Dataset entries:
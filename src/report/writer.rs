//! Dual text/HTML report output.
//!
//! Every line goes to both outputs. In HTML, lines are grouped into `<pre>`
//! blocks between section headings, and a table of contents can be emitted
//! as links to the section anchors.

use std::io::Write;

use anyhow::Result;
use quick_xml::events::{BytesEnd, BytesStart, BytesText, Event};
use quick_xml::Writer;

use super::format::bar;
use crate::error::CompassError;

const STYLE: &str = "body { font-family: sans-serif; } \
pre { font-family: monospace; margin: 0 0 1em 0; } \
h2 { border-bottom: 1px solid #888; }";

/// Writes a report as plain text and as HTML at the same time.
pub struct ReportWriter<T: Write, H: Write> {
    text: T,
    html: Writer<H>,
    in_pre: bool,
}

impl<T: Write, H: Write> ReportWriter<T, H> {
    /// Start both outputs; the HTML document head uses `title`.
    pub fn new(text: T, html: H, title: &str) -> Result<Self> {
        let mut html = Writer::new(html);
        html.write_event(Event::DocType(BytesText::from_escaped("html")))?;
        html.write_event(Event::Start(BytesStart::new("html")))?;
        html.write_event(Event::Start(BytesStart::new("head")))?;
        html.write_event(Event::Empty(
            BytesStart::new("meta").with_attributes([("charset", "utf-8")]),
        ))?;
        write_element(&mut html, "title", title)?;
        write_element(&mut html, "style", STYLE)?;
        html.write_event(Event::End(BytesEnd::new("head")))?;
        html.write_event(Event::Start(BytesStart::new("body")))?;
        write_element(&mut html, "h1", title)?;

        Ok(Self {
            text,
            html,
            in_pre: false,
        })
    }

    /// Write one line of report text.
    pub fn line(&mut self, line: &str) -> Result<()> {
        writeln!(self.text, "{}", line).map_err(write_error)?;
        self.open_pre()?;
        self.html
            .write_event(Event::Text(BytesText::new(&format!("{}\n", line))))?;
        Ok(())
    }

    pub fn blank(&mut self) -> Result<()> {
        self.line("")
    }

    /// Start a titled section with an anchor for the table of contents.
    pub fn section(&mut self, title: &str, anchor: &str) -> Result<()> {
        let separator = bar('-');
        writeln!(self.text, "\n{}\n--- {}\n{}", separator, title, separator)
            .map_err(write_error)?;
        self.close_pre()?;
        self.html.write_event(Event::Start(
            BytesStart::new("h2").with_attributes([("id", anchor)]),
        ))?;
        self.html.write_event(Event::Text(BytesText::new(title)))?;
        self.html.write_event(Event::End(BytesEnd::new("h2")))?;
        Ok(())
    }

    /// Emit a table-of-contents link (HTML only).
    pub fn toc_link(&mut self, title: &str, anchor: &str) -> Result<()> {
        self.close_pre()?;
        let href = format!("#{}", anchor);
        self.html.write_event(Event::Start(
            BytesStart::new("a").with_attributes([("href", href.as_str())]),
        ))?;
        self.html.write_event(Event::Text(BytesText::new(title)))?;
        self.html.write_event(Event::End(BytesEnd::new("a")))?;
        self.html
            .write_event(Event::Empty(BytesStart::new("br")))?;
        Ok(())
    }

    /// Close the HTML document and return both outputs.
    pub fn finish(mut self) -> Result<(T, H)> {
        self.close_pre()?;
        self.html.write_event(Event::End(BytesEnd::new("body")))?;
        self.html.write_event(Event::End(BytesEnd::new("html")))?;
        self.text.flush().map_err(write_error)?;
        let mut html = self.html.into_inner();
        html.flush().map_err(write_error)?;
        Ok((self.text, html))
    }

    fn open_pre(&mut self) -> Result<()> {
        if !self.in_pre {
            self.html.write_event(Event::Start(BytesStart::new("pre")))?;
            self.in_pre = true;
        }
        Ok(())
    }

    fn close_pre(&mut self) -> Result<()> {
        if self.in_pre {
            self.html.write_event(Event::End(BytesEnd::new("pre")))?;
            self.in_pre = false;
        }
        Ok(())
    }
}

fn write_element<W: Write>(writer: &mut Writer<W>, name: &str, value: &str) -> Result<()> {
    writer.write_event(Event::Start(BytesStart::new(name)))?;
    writer.write_event(Event::Text(BytesText::new(value)))?;
    writer.write_event(Event::End(BytesEnd::new(name)))?;
    Ok(())
}

fn write_error(e: std::io::Error) -> anyhow::Error {
    CompassError::HtmlGenerationError {
        message: e.to_string(),
    }
    .into()
}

WORK REQUEST »
Please retype all of the lines above exactly as they stand.

SOLUTION TO THE EXERCISE »
filename src/report/writer.rs
//! Dual text/HTML report output.
//!
//! Every line goes to both outputs. In HTML, lines are grouped into `<pre>`
//! blocks between section headings, and a table of contents can be emitted
//! as links to the section anchors.

use std::io::Write;

use anyhow::Result;
use quick_xml::events::{BytesEnd, BytesStart, BytesText, Event};
use quick_xml::Writer;

use super::format::bar;
use crate::error::CompassError;

const STYLE: &str = "body { font-family: sans-serif; } \
pre { font-family: monospace; margin: 0 0 1em 0; } \
h2 { border-bottom: 1px solid #888; }";

/// Writes a report as plain text and as HTML at the same time.
pub struct ReportWriter<T: Write, H: Write> {
    text: T,
    html: Writer<H>,
    in_pre: bool,
}

impl<T: Write, H: Write> ReportWriter<T, H> {
    /// Start both outputs; the HTML document head uses `title`.
    pub fn new(text: T, html: H, title: &str) -> Result<Self> {
        let mut html = Writer::new(html);
        html.write_event(Event::DocType(BytesText::from_escaped("html")))?;
        html.write_event(Event::Start(BytesStart::new("html")))?;
        html.write_event(Event::Start(BytesStart::new("head")))?;
        html.write_event(Event::Empty(
            BytesStart::new("meta").with_attributes([("charset", "utf-8")]),
        ))?;
        write_element(&mut html, "title", title)?;
        write_element(&mut html, "style", STYLE)?;
        html.write_event(Event::End(BytesEnd::new("head")))?;
        html.write_event(Event::Start(BytesStart::new("body")))?;
        write_element(&mut html, "h1", title)?;

        Ok(Self {
            text,
            html,
            in_pre: false,
        })
    }

    /// Write one line of report text.
    pub fn line(&mut self, line: &str) -> Result<()> {
        writeln!(self.text, "{}", line).map_err(write_error)?;
        self.open_pre()?;
        self.html
            .write_event(Event::Text(BytesText::new(&format!("{}\n", line))))?;
        Ok(())
    }

    pub fn blank(&mut self) -> Result<()> {
        self.line("")
    }

    /// Start a titled section with an anchor for the table of contents.
    pub fn section(&mut self, title: &str, anchor: &str) -> Result<()> {
        let separator = bar('-');
        writeln!(self.text, "\n{}\n--- {}\n{}", separator, title, separator)
            .map_err(write_error)?;
        self.close_pre()?;
        self.html.write_event(Event::Start(
            BytesStart::new("h2").with_attributes([("id", anchor)]),
        ))?;
        self.html.write_event(Event::Text(BytesText::new(title)))?;
        self.html.write_event(Event::End(BytesEnd::new("h2")))?;
        Ok(())
    }

    /// Emit a table-of-contents link (HTML only).
    pub fn toc_link(&mut self, title: &str, anchor: &str) -> Result<()> {
        self.close_pre()?;
        let href = format!("#{}", anchor);
        self.html.write_event(Event::Start(
            BytesStart::new("a").with_attributes([("href", href.as_str())]),
        ))?;
        self.html.write_event(Event::Text(BytesText::new(title)))?;
        self.html.write_event(Event::End(BytesEnd::new("a")))?;
        self.html
            .write_event(Event::Empty(BytesStart::new("br")))?;
        Ok(())
    }

    /// Close the HTML document and return both outputs.
    pub fn finish(mut self) -> Result<(T, H)> {
        self.close_pre()?;
        self.html.write_event(Event::End(BytesEnd::new("body")))?;
        self.html.write_event(Event::End(BytesEnd::new("html")))?;
        self.text.flush().map_err(write_error)?;
        let mut html = self.html.into_inner();
        html.flush().map_err(write_error)?;
        Ok((self.text, html))
    }

    fn open_pre(&mut self) -> Result<()> {
        if !self.in_pre {
            self.html.write_event(Event::Start(BytesStart::new("pre")))?;
            self.in_pre = true;
        }
        Ok(())
    }

    fn close_pre(&mut self) -> Result<()> {
        if self.in_pre {
            self.html.write_event(Event::End(BytesEnd::new("pre")))?;
            self.in_pre = false;
        }
        Ok(())
    }
}

fn write_element<W: Write>(writer: &mut Writer<W>, name: &str, value: &str) -> Result<()> {
    writer.write_event(Event::Start(BytesStart::new(name)))?;
    writer.write_event(Event::Text(BytesText::new(value)))?;
    writer.write_event(Event::End(BytesEnd::new(name)))?;
    Ok(())
}

fn write_error(e: std::io::Error) -> anyhow::Error {
    CompassError::HtmlGenerationError {
        message: e.to_string(),
    }
    .into()
}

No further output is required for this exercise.